Collected data entries
------------------------------------------------

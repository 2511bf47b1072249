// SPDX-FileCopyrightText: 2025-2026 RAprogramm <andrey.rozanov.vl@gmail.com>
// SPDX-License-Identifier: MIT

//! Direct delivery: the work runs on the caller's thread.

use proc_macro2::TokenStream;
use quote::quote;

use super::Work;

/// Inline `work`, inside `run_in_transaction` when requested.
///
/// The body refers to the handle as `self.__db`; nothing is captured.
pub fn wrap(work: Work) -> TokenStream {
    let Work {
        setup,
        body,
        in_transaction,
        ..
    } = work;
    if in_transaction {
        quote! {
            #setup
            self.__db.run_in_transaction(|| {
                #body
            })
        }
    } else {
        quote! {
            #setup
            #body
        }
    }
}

------------------------------------------------

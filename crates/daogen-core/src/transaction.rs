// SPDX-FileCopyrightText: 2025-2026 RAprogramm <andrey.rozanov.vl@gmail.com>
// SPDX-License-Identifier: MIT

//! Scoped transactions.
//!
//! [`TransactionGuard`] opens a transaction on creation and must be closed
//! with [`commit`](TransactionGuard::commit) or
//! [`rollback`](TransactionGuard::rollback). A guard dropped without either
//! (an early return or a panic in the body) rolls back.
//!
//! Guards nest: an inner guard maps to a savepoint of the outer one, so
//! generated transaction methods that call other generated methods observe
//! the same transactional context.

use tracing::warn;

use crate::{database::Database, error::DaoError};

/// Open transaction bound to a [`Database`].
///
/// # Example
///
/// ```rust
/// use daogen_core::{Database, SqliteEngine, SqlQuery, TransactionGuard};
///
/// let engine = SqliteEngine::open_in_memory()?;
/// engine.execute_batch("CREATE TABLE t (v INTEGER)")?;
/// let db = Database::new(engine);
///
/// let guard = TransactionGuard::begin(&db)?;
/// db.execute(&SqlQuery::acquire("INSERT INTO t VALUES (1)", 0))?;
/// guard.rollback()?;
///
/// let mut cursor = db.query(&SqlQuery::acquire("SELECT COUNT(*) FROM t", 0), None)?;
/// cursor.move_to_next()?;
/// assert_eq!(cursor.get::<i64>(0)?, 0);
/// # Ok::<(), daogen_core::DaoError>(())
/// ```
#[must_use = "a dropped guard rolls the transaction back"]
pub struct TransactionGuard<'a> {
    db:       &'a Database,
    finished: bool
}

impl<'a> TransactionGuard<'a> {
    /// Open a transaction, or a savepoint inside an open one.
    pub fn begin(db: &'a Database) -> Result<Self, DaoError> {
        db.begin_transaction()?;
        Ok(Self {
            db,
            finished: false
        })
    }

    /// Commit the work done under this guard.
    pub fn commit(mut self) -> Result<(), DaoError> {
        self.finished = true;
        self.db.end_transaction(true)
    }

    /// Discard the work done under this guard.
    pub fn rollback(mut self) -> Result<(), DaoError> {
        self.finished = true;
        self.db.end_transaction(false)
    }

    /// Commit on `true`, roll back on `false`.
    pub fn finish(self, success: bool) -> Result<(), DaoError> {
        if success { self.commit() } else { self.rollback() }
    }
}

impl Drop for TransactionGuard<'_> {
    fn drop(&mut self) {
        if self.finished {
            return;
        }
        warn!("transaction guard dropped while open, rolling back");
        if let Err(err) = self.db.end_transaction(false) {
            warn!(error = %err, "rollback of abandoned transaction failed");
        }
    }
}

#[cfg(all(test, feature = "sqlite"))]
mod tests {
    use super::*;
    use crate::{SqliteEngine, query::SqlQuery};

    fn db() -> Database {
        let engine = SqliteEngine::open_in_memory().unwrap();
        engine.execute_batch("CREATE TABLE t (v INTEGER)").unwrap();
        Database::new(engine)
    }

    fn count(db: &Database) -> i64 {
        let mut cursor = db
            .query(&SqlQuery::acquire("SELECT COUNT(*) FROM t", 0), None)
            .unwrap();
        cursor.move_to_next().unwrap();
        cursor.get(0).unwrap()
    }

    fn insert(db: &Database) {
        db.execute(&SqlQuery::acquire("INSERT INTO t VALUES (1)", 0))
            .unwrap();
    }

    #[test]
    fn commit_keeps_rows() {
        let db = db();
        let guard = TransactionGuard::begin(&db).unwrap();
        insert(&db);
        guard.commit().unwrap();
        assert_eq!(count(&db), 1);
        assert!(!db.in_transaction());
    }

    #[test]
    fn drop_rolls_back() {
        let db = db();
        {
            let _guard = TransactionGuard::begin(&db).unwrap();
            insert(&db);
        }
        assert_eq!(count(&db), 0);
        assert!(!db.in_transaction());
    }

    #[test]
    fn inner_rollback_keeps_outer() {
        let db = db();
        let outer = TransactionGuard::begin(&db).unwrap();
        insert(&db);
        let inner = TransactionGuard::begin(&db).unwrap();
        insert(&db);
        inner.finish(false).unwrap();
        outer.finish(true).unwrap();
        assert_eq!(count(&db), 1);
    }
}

------------------------------------------------

Action item
Give the exact lines, and only those, from the line containing "repository 2511bf47b1072249" through the line containing "use super::Work;" in the entries above.

The completed task
repository 2511bf47b1072249
// SPDX-FileCopyrightText: 2025-2026 RAprogramm <andrey.rozanov.vl@gmail.com>
// SPDX-License-Identifier: MIT

//! Direct delivery: the work runs on the caller's thread.

use proc_macro2::TokenStream;
use quote::quote;

use super::Work;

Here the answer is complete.